The Unbearable Banishment: November 2009

Monday, November 30, 2009

Greetings from Asbury Park, NJ

It's a good thing we blasted a big hole in the ozone layer, otherwise we wouldn't have these spectacular out-of-season afternoons. 63 degrees? A day before December? In the northeast? It's a gift!

We visited the boardwalk in Asbury Park. It got pretty busy as the afternoon progressed, but nothing like in July. 7-Year Old Daughter brought her scooter and I brought my skateboard. We cruised up and down the boardwalk. She yelled at me again about not having a helmet. I'm Mr. Bad Example.

3-Year Old Daughter is still too young for any mode of transport other than her two feet. She demanded equal time so I carried my skateboard.

Did you hear the cops finally busted Madame Marie
for tellin' fortunes better than they do?

4th Of July, Asbury Park (Sandy)

Bruce Springsteen

Yes, there really was a Madam Marie.

Asbury Park was once the playground of Presidents but this is all that's left. It's okay. I like it just fine.

Saturday, November 28, 2009

The most melancholy of Danes

I finally saw the Donmar production of Hamlet with Jude Law. Good Lord in heaven, he was fantastic. I always enter into these star vehicles with a certain degree of trepidation and doubt but this guy really delivered the goods. After a few of his more impassioned soliloquies, he was awarded, justifiably, with exit applause. And he projected that stuff all the way up to the balcony where I was sitting.

The rest of the cast was fine, but nobody touched greatness the way Law did. Polonius was exceptionally good but the guy playing the ghost of Hamlet's father reminded me of Jon Lovitz's Mahster Thespian. His arms were flailing about and his voice would rise to a too-dramatic crescendo. It was a bit much but it was a small (albeit, important) part of the play.

The fall theater season is past its peak and soon I'll be back to attending small, black box productions. Seeing a named actor on a Broadway stage is, I'm embarrassed to admit, a big thrill for me. I feel like a bit of a cheap celebrity whore.

Seeing the smaller, more intimate productions with a cast of unknown actors really allows you to cut through the bullshit and tell who is genuinely talented and who needs to keep their day job. I always feel bad for the latter.

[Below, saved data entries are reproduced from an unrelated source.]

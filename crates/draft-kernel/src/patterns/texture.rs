//! Natural textures: stone, gravel, sand, earth, grass, glass.
//!
//! The jittered families draw their randomness from [`Rng::for_cell`], so
//! each cell looks the same however the lattice is walked.

use std::f64::consts::{FRAC_PI_4, TAU};

use super::util::TileSink;
use crate::geometry::Point;
use crate::rng::Rng;

/// Irregular paving: a lattice whose nodes are jittered, joined to their
/// right and upper neighbours.
pub(super) fn stone(sink: &mut TileSink, step: f64, seed: u64) {
    let Some((cols, rows)) = sink.extent().lattice(step, step, "stone") else {
        return;
    };
    let node = |i: i64, j: i64| {
        let mut rng = Rng::for_cell(seed, i, j);
        Point::new(
            (i as f64 + 0.3 * rng.next_signed()) * step,
            (j as f64 + 0.3 * rng.next_signed()) * step,
        )
    };
    for j in rows {
        for i in cols.clone() {
            let here = node(i, j);
            sink.segment(here, node(i + 1, j));
            sink.segment(here, node(i, j + 1));
        }
    }
}

/// One small irregular pebble per cell.
pub(super) fn gravel(sink: &mut TileSink, step: f64, seed: u64) {
    const SIDES: usize = 7;
    let Some((cols, rows)) = sink.extent().lattice(step, step, "gravel") else {
        return;
    };
    for j in rows {
        for i in cols.clone() {
            let mut rng = Rng::for_cell(seed, i, j);
            let center = Point::new(
                (i as f64 + 0.5 + 0.15 * rng.next_signed()) * step,
                (j as f64 + 0.5 + 0.15 * rng.next_signed()) * step,
            );
            let radius = rng.next_range(0.2, 0.35) * step;
            let turn = rng.next_range(0.0, TAU);
            let ring: Vec<Point> = (0..SIDES)
                .map(|k| {
                    let a = turn + k as f64 * TAU / SIDES as f64;
                    center + Point::from_angle(a) * (radius * rng.next_range(0.8, 1.2))
                })
                .collect();
            sink.polygon(&ring);
        }
    }
}

/// Three random dots per cell.
pub(super) fn sand(sink: &mut TileSink, step: f64, seed: u64) {
    let Some((cols, rows)) = sink.extent().lattice(step, step, "sand") else {
        return;
    };
    for j in rows {
        for i in cols.clone() {
            let mut rng = Rng::for_cell(seed, i, j);
            for _ in 0..3 {
                let x = (i as f64 + rng.next_f64()) * step;
                let y = (j as f64 + rng.next_f64()) * step;
                sink.point(Point::new(x, y));
            }
        }
    }
}

/// Three short parallel strokes around `center`, `gap` apart.
fn stroke_group(sink: &mut TileSink, center: Point, angle: f64, lengths: [f64; 3], gap: f64) {
    let dir = Point::from_angle(angle);
    let across = dir.perp();
    for (k, length) in lengths.into_iter().enumerate() {
        let mid = center + across * ((k as f64 - 1.0) * gap);
        let half = dir * (length / 2.0);
        sink.segment(mid - half, mid + half);
    }
}

/// Checkerboard of stroke groups leaning alternately left and right.
pub(super) fn earth(sink: &mut TileSink, step: f64) {
    let Some((cols, rows)) = sink.extent().lattice(step, step, "earth") else {
        return;
    };
    let length = 0.6 * step;
    for j in rows {
        for i in cols.clone() {
            let angle = if (i + j).rem_euclid(2) == 0 { FRAC_PI_4 } else { -FRAC_PI_4 };
            let center = Point::new((i as f64 + 0.5) * step, (j as f64 + 0.5) * step);
            stroke_group(sink, center, angle, [length; 3], 0.2 * step);
        }
    }
}

/// Tufts of three blades on staggered rows.
pub(super) fn grass(sink: &mut TileSink, step: f64, seed: u64) {
    let Some((cols, rows)) = sink.extent().lattice(step, step, "grass") else {
        return;
    };
    for j in rows {
        let shift = if j.rem_euclid(2) == 1 { 0.5 } else { 0.0 };
        for i in cols.clone() {
            let mut rng = Rng::for_cell(seed, i, j);
            let base = Point::new(
                (i as f64 + shift + 0.2 * rng.next_signed()) * step,
                (j as f64 + 0.1 * rng.next_signed()) * step,
            );
            for degrees in [65.0_f64, 90.0, 115.0] {
                let blade = rng.next_range(0.4, 0.6) * step;
                sink.segment(base, base + Point::from_angle(degrees.to_radians()) * blade);
            }
        }
    }
}

/// Sparse groups of short 45° strokes, one group per `3 × step` cell.
pub(super) fn glass(sink: &mut TileSink, step: f64) {
    let cell = 3.0 * step;
    let Some((cols, rows)) = sink.extent().lattice(cell, cell, "glass") else {
        return;
    };
    let lengths = [0.5 * step, 0.9 * step, 0.5 * step];
    for j in rows {
        for i in cols.clone() {
            let center = Point::new((i as f64 + 0.5) * cell, (j as f64 + 0.5) * cell);
            stroke_group(sink, center, FRAC_PI_4, lengths, 0.25 * step);
        }
    }
}

#[cfg(test)]
mod tests {
    use super::*;
    use crate::bounds::Bounds;
    use crate::hatch::Primitive;

    fn square() -> Bounds {
        Bounds::rect(0.0, 0.0, 100.0, 100.0).unwrap()
    }

    #[test]
    fn stone_covers_the_square() {
        let bounds = square();
        let mut sink = TileSink::new(&bounds, 0.0);
        stone(&mut sink, 10.0, 9);
        let out = sink.finish();
        assert!(out.len() > 150);
    }

    #[test]
    fn sand_stays_inside() {
        let bounds = Bounds::circle(Point::new(0.0, 0.0), 20.0).unwrap();
        let mut sink = TileSink::new(&bounds, 0.0);
        sand(&mut sink, 2.0, 1);
        let out = sink.finish();
        assert!(out.len() > 100);
        for primitive in out {
            let Primitive::Point(p) = primitive else { panic!("expected dots") };
            assert!(p.length() <= 20.0);
        }
    }

    #[test]
    fn gravel_pebbles_are_closed_rings() {
        let bounds = square();
        let mut sink = TileSink::new(&bounds, 0.0);
        gravel(&mut sink, 10.0, 4);
        let out = sink.finish();
        assert!(!out.is_empty());
        assert!(out.iter().all(|p| matches!(p, Primitive::Polygon(ring) if ring.len() == 7)));
    }

    #[test]
    fn earth_strokes_have_fixed_length() {
        let bounds = Bounds::rect(-50.0, -50.0, 50.0, 50.0).unwrap();
        let mut sink = TileSink::new(&bounds, 0.0);
        earth(&mut sink, 10.0);
        let out = sink.finish();
        // Cells of 10 fit exactly, so no stroke is clipped.
        assert_eq!(out.len(), 10 * 10 * 3);
        for s in out.iter().filter_map(Primitive::as_segment) {
            assert!((s.length() - 6.0).abs() < 1e-9);
        }
    }

    #[test]
    fn glass_is_sparse() {
        let bounds = square();
        let mut glass_sink = TileSink::new(&bounds, 0.0);
        glass(&mut glass_sink, 10.0);
        let mut earth_sink = TileSink::new(&bounds, 0.0);
        earth(&mut earth_sink, 10.0);
        assert!(glass_sink.finish().len() < earth_sink.finish().len());
    }
}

Thursday, November 26, 2009

Mr. Macy's parade

I watched the big Macy's Thanksgiving Day parade with the two daughters yesterday morning. I've been watching that parade since I was a kid.

Photo taken early morning the day before the parade.

I went to the parade many years ago. Like being in Times Square on New Year's Eve, it's something you have to do once in a lifetime. But, take my word for it, once is enough for both. My friend was carrying a brown paper bag that was making a lot of curious clinking sounds. He worked for British Air and inside the bag were small bottles of Harveys Bristol Cream sherry that he had liberated from a flight. I felt guilty drinking in front of all those families and little kids but it was windy and freezing out so I had no choice.

I remember seeing Sammy Davis Jr. on a float wearing a thick white fur coat and waving two bejeweled hands to the crowd. A gust of wind blew the Superman balloon against a streetlamp. His arm tore open and deflated. While his left arm was stretched out in front of him, fingers pointing up, up and away, his right arm fluttered behind him like a limp weeny.

Today's the Macy's day parade
the night of the living dead is on its way

with a credit report for duty call.

Green Day

* * *

8-Year Old Daughter brought "Squanto, Friend to the Pilgrims" home from school. It's the story of how Squanto, a Native American from the Wampanoag nation, taught the newly arrived Pilgrims about agriculture, hunting and basic survival skills. The first Thanksgiving took place in 1621 between the Pilgrims and 90 members of the Wampanoag tribe.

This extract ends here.